(Excerpted records)
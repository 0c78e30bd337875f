//! Cache store trait with SQLite and in-memory backends.

use chrono::{DateTime, Utc};
use color_eyre::{eyre::eyre, Result};
use rusqlite::{params, Connection};
use std::path::Path;
use std::sync::Mutex;

/// A captured response keyed by its request URL.
#[derive(Debug, Clone, PartialEq)]
pub struct CachedResponse {
  pub url: String,
  pub status: u16,
  pub headers: Vec<(String, String)>,
  pub body: Vec<u8>,
  pub cached_at: DateTime<Utc>,
}

impl CachedResponse {
  pub fn new(url: &str, status: u16, headers: Vec<(String, String)>, body: Vec<u8>) -> Self {
    Self {
      url: url.to_string(),
      status,
      headers,
      body,
      cached_at: Utc::now(),
    }
  }
}

/// Trait for cache storage backends.
///
/// Stores are named key-value maps from request URL to captured response.
/// Concurrent writers serialize on the backend; entry order within a store
/// and store creation order are both preserved.
pub trait CacheStorage: Send + Sync {
  /// Create a store if it does not exist yet.
  fn open_store(&self, name: &str) -> Result<()>;

  /// Insert or replace an entry, opening the store if needed.
  fn put(&self, store: &str, entry: &CachedResponse) -> Result<()>;

  /// Look up an entry in a single store.
  fn get(&self, store: &str, url: &str) -> Result<Option<CachedResponse>>;

  /// Look up an entry across all stores, in store creation order.
  fn match_url(&self, url: &str) -> Result<Option<CachedResponse>>;

  /// Names of all stores, in creation order.
  fn store_names(&self) -> Result<Vec<String>>;

  /// Entry URLs of one store, in insertion order.
  fn urls(&self, store: &str) -> Result<Vec<String>>;

  /// Delete a store and its entries. Returns whether the store existed.
  fn delete_store(&self, name: &str) -> Result<bool>;
}

/// SQLite-based cache storage implementation.
pub struct SqliteStorage {
  conn: Mutex<Connection>,
}

impl SqliteStorage {
  /// Open the cache database at the given path, creating parents as needed.
  pub fn open(path: &Path) -> Result<Self> {
    if let Some(parent) = path.parent() {
      std::fs::create_dir_all(parent)
        .map_err(|e| eyre!("Failed to create cache directory: {}", e))?;
    }

    let conn = Connection::open(path)
      .map_err(|e| eyre!("Failed to open cache database at {}: {}", path.display(), e))?;

    let storage = Self {
      conn: Mutex::new(conn),
    };
    storage.run_migrations()?;

    Ok(storage)
  }

  fn run_migrations(&self) -> Result<()> {
    let conn = self
      .conn
      .lock()
      .map_err(|e| eyre!("Lock poisoned: {}", e))?;

    conn
      .execute_batch(CACHE_SCHEMA)
      .map_err(|e| eyre!("Failed to run cache migrations: {}", e))?;

    Ok(())
  }
}

/// Schema for cache tables.
const CACHE_SCHEMA: &str = r#"
-- Named cache stores
CREATE TABLE IF NOT EXISTS stores (
    id INTEGER PRIMARY KEY,
    name TEXT NOT NULL UNIQUE,
    created_at TEXT NOT NULL DEFAULT (datetime('now'))
);

-- Captured responses keyed by store and request URL
CREATE TABLE IF NOT EXISTS entries (
    store_id INTEGER NOT NULL REFERENCES stores(id) ON DELETE CASCADE,
    url TEXT NOT NULL,
    status INTEGER NOT NULL,
    headers TEXT NOT NULL,
    body BLOB NOT NULL,
    cached_at TEXT NOT NULL,
    PRIMARY KEY (store_id, url)
);

CREATE INDEX IF NOT EXISTS idx_entries_url ON entries(url);
"#;

impl CacheStorage for SqliteStorage {
  fn open_store(&self, name: &str) -> Result<()> {
    let conn = self
      .conn
      .lock()
      .map_err(|e| eyre!("Lock poisoned: {}", e))?;

    conn
      .execute("INSERT OR IGNORE INTO stores (name) VALUES (?)", params![name])
      .map_err(|e| eyre!("Failed to open store {}: {}", name, e))?;

    Ok(())
  }

  fn put(&self, store: &str, entry: &CachedResponse) -> Result<()> {
    let conn = self
      .conn
      .lock()
      .map_err(|e| eyre!("Lock poisoned: {}", e))?;

    conn
      .execute("INSERT OR IGNORE INTO stores (name) VALUES (?)", params![store])
      .map_err(|e| eyre!("Failed to open store {}: {}", store, e))?;

    let headers = serde_json::to_string(&entry.headers)
      .map_err(|e| eyre!("Failed to serialize headers: {}", e))?;

    // Upsert keeps the original rowid, so insertion order survives updates
    conn
      .execute(
        "INSERT INTO entries (store_id, url, status, headers, body, cached_at)
         VALUES ((SELECT id FROM stores WHERE name = ?), ?, ?, ?, ?, ?)
         ON CONFLICT (store_id, url) DO UPDATE SET
           status = excluded.status,
           headers = excluded.headers,
           body = excluded.body,
           cached_at = excluded.cached_at",
        params![
          store,
          entry.url,
          entry.status,
          headers,
          entry.body,
          format_datetime(entry.cached_at),
        ],
      )
      .map_err(|e| eyre!("Failed to store entry {}: {}", entry.url, e))?;

    Ok(())
  }

  fn get(&self, store: &str, url: &str) -> Result<Option<CachedResponse>> {
    let conn = self
      .conn
      .lock()
      .map_err(|e| eyre!("Lock poisoned: {}", e))?;

    let mut stmt = conn
      .prepare(
        "SELECT e.url, e.status, e.headers, e.body, e.cached_at
         FROM entries e INNER JOIN stores s ON e.store_id = s.id
         WHERE s.name = ? AND e.url = ?",
      )
      .map_err(|e| eyre!("Failed to prepare query: {}", e))?;

    let row: Option<EntryRow> = stmt.query_row(params![store, url], read_entry_row).ok();
    row.map(entry_from_row).transpose()
  }

  fn match_url(&self, url: &str) -> Result<Option<CachedResponse>> {
    let conn = self
      .conn
      .lock()
      .map_err(|e| eyre!("Lock poisoned: {}", e))?;

    let mut stmt = conn
      .prepare(
        "SELECT e.url, e.status, e.headers, e.body, e.cached_at
         FROM entries e INNER JOIN stores s ON e.store_id = s.id
         WHERE e.url = ?
         ORDER BY s.id
         LIMIT 1",
      )
      .map_err(|e| eyre!("Failed to prepare query: {}", e))?;

    let row: Option<EntryRow> = stmt.query_row(params![url], read_entry_row).ok();
    row.map(entry_from_row).transpose()
  }

  fn store_names(&self) -> Result<Vec<String>> {
    let conn = self
      .conn
      .lock()
      .map_err(|e| eyre!("Lock poisoned: {}", e))?;

    let mut stmt = conn
      .prepare("SELECT name FROM stores ORDER BY id")
      .map_err(|e| eyre!("Failed to prepare query: {}", e))?;

    let names = stmt
      .query_map([], |row| row.get(0))
      .map_err(|e| eyre!("Failed to list stores: {}", e))?
      .filter_map(|r| r.ok())
      .collect();

    Ok(names)
  }

  fn urls(&self, store: &str) -> Result<Vec<String>> {
    let conn = self
      .conn
      .lock()
      .map_err(|e| eyre!("Lock poisoned: {}", e))?;

    let mut stmt = conn
      .prepare(
        "SELECT e.url FROM entries e INNER JOIN stores s ON e.store_id = s.id
         WHERE s.name = ?
         ORDER BY e.rowid",
      )
      .map_err(|e| eyre!("Failed to prepare query: {}", e))?;

    let urls = stmt
      .query_map(params![store], |row| row.get(0))
      .map_err(|e| eyre!("Failed to list entries of {}: {}", store, e))?
      .filter_map(|r| r.ok())
      .collect();

    Ok(urls)
  }

  fn delete_store(&self, name: &str) -> Result<bool> {
    let conn = self
      .conn
      .lock()
      .map_err(|e| eyre!("Lock poisoned: {}", e))?;

    conn
      .execute(
        "DELETE FROM entries WHERE store_id IN (SELECT id FROM stores WHERE name = ?)",
        params![name],
      )
      .map_err(|e| eyre!("Failed to clear store {}: {}", name, e))?;

    let removed = conn
      .execute("DELETE FROM stores WHERE name = ?", params![name])
      .map_err(|e| eyre!("Failed to delete store {}: {}", name, e))?;

    Ok(removed > 0)
  }
}

type EntryRow = (String, u16, String, Vec<u8>, String);

fn read_entry_row(row: &rusqlite::Row) -> rusqlite::Result<EntryRow> {
  Ok((
    row.get(0)?,
    row.get(1)?,
    row.get(2)?,
    row.get(3)?,
    row.get(4)?,
  ))
}

fn entry_from_row((url, status, headers, body, cached_at): EntryRow) -> Result<CachedResponse> {
  let headers: Vec<(String, String)> =
    serde_json::from_str(&headers).map_err(|e| eyre!("Failed to parse headers: {}", e))?;

  Ok(CachedResponse {
    url,
    status,
    headers,
    body,
    cached_at: parse_datetime(&cached_at)?,
  })
}

fn format_datetime(dt: DateTime<Utc>) -> String {
  dt.format("%Y-%m-%d %H:%M:%S").to_string()
}

/// Parse a datetime string from SQLite format.
fn parse_datetime(s: &str) -> Result<DateTime<Utc>> {
  // SQLite stores as "YYYY-MM-DD HH:MM:SS"
  chrono::NaiveDateTime::parse_from_str(s, "%Y-%m-%d %H:%M:%S")
    .map(|dt| dt.and_utc())
    .map_err(|e| eyre!("Failed to parse datetime '{}': {}", s, e))
}

/// Storage kept entirely in memory; entries vanish with the process.
#[derive(Default)]
pub struct MemoryStorage {
  stores: Mutex<Vec<MemoryStore>>,
}

struct MemoryStore {
  name: String,
  entries: Vec<CachedResponse>,
}

impl MemoryStorage {
  pub fn new() -> Self {
    Self::default()
  }
}

impl CacheStorage for MemoryStorage {
  fn open_store(&self, name: &str) -> Result<()> {
    let mut stores = self
      .stores
      .lock()
      .map_err(|e| eyre!("Lock poisoned: {}", e))?;

    if !stores.iter().any(|s| s.name == name) {
      stores.push(MemoryStore {
        name: name.to_string(),
        entries: Vec::new(),
      });
    }

    Ok(())
  }

  fn put(&self, store: &str, entry: &CachedResponse) -> Result<()> {
    let mut stores = self
      .stores
      .lock()
      .map_err(|e| eyre!("Lock poisoned: {}", e))?;

    let index = match stores.iter().position(|s| s.name == store) {
      Some(index) => index,
      None => {
        stores.push(MemoryStore {
          name: store.to_string(),
          entries: Vec::new(),
        });
        stores.len() - 1
      }
    };

    let slot = &mut stores[index];
    match slot.entries.iter_mut().find(|e| e.url == entry.url) {
      Some(existing) => *existing = entry.clone(),
      None => slot.entries.push(entry.clone()),
    }

    Ok(())
  }

  fn get(&self, store: &str, url: &str) -> Result<Option<CachedResponse>> {
    let stores = self
      .stores
      .lock()
      .map_err(|e| eyre!("Lock poisoned: {}", e))?;

    Ok(
      stores
        .iter()
        .find(|s| s.name == store)
        .and_then(|s| s.entries.iter().find(|e| e.url == url))
        .cloned(),
    )
  }

  fn match_url(&self, url: &str) -> Result<Option<CachedResponse>> {
    let stores = self
      .stores
      .lock()
      .map_err(|e| eyre!("Lock poisoned: {}", e))?;

    Ok(
      stores
        .iter()
        .find_map(|s| s.entries.iter().find(|e| e.url == url))
        .cloned(),
    )
  }

  fn store_names(&self) -> Result<Vec<String>> {
    let stores = self
      .stores
      .lock()
      .map_err(|e| eyre!("Lock poisoned: {}", e))?;

    Ok(stores.iter().map(|s| s.name.clone()).collect())
  }

  fn urls(&self, store: &str) -> Result<Vec<String>> {
    let stores = self
      .stores
      .lock()
      .map_err(|e| eyre!("Lock poisoned: {}", e))?;

    Ok(
      stores
        .iter()
        .find(|s| s.name == store)
        .map(|s| s.entries.iter().map(|e| e.url.clone()).collect())
        .unwrap_or_default(),
    )
  }

  fn delete_store(&self, name: &str) -> Result<bool> {
    let mut stores = self
      .stores
      .lock()
      .map_err(|e| eyre!("Lock poisoned: {}", e))?;

    let before = stores.len();
    stores.retain(|s| s.name != name);
    Ok(stores.len() < before)
  }
}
(End Excerpted records)
» Instructions for the task
Using the data above, return every line that contains the string "list".

» Your response
      .map_err(|e| eyre!("Failed to list stores: {}", e))?
      .map_err(|e| eyre!("Failed to list entries of {}: {}", store, e))?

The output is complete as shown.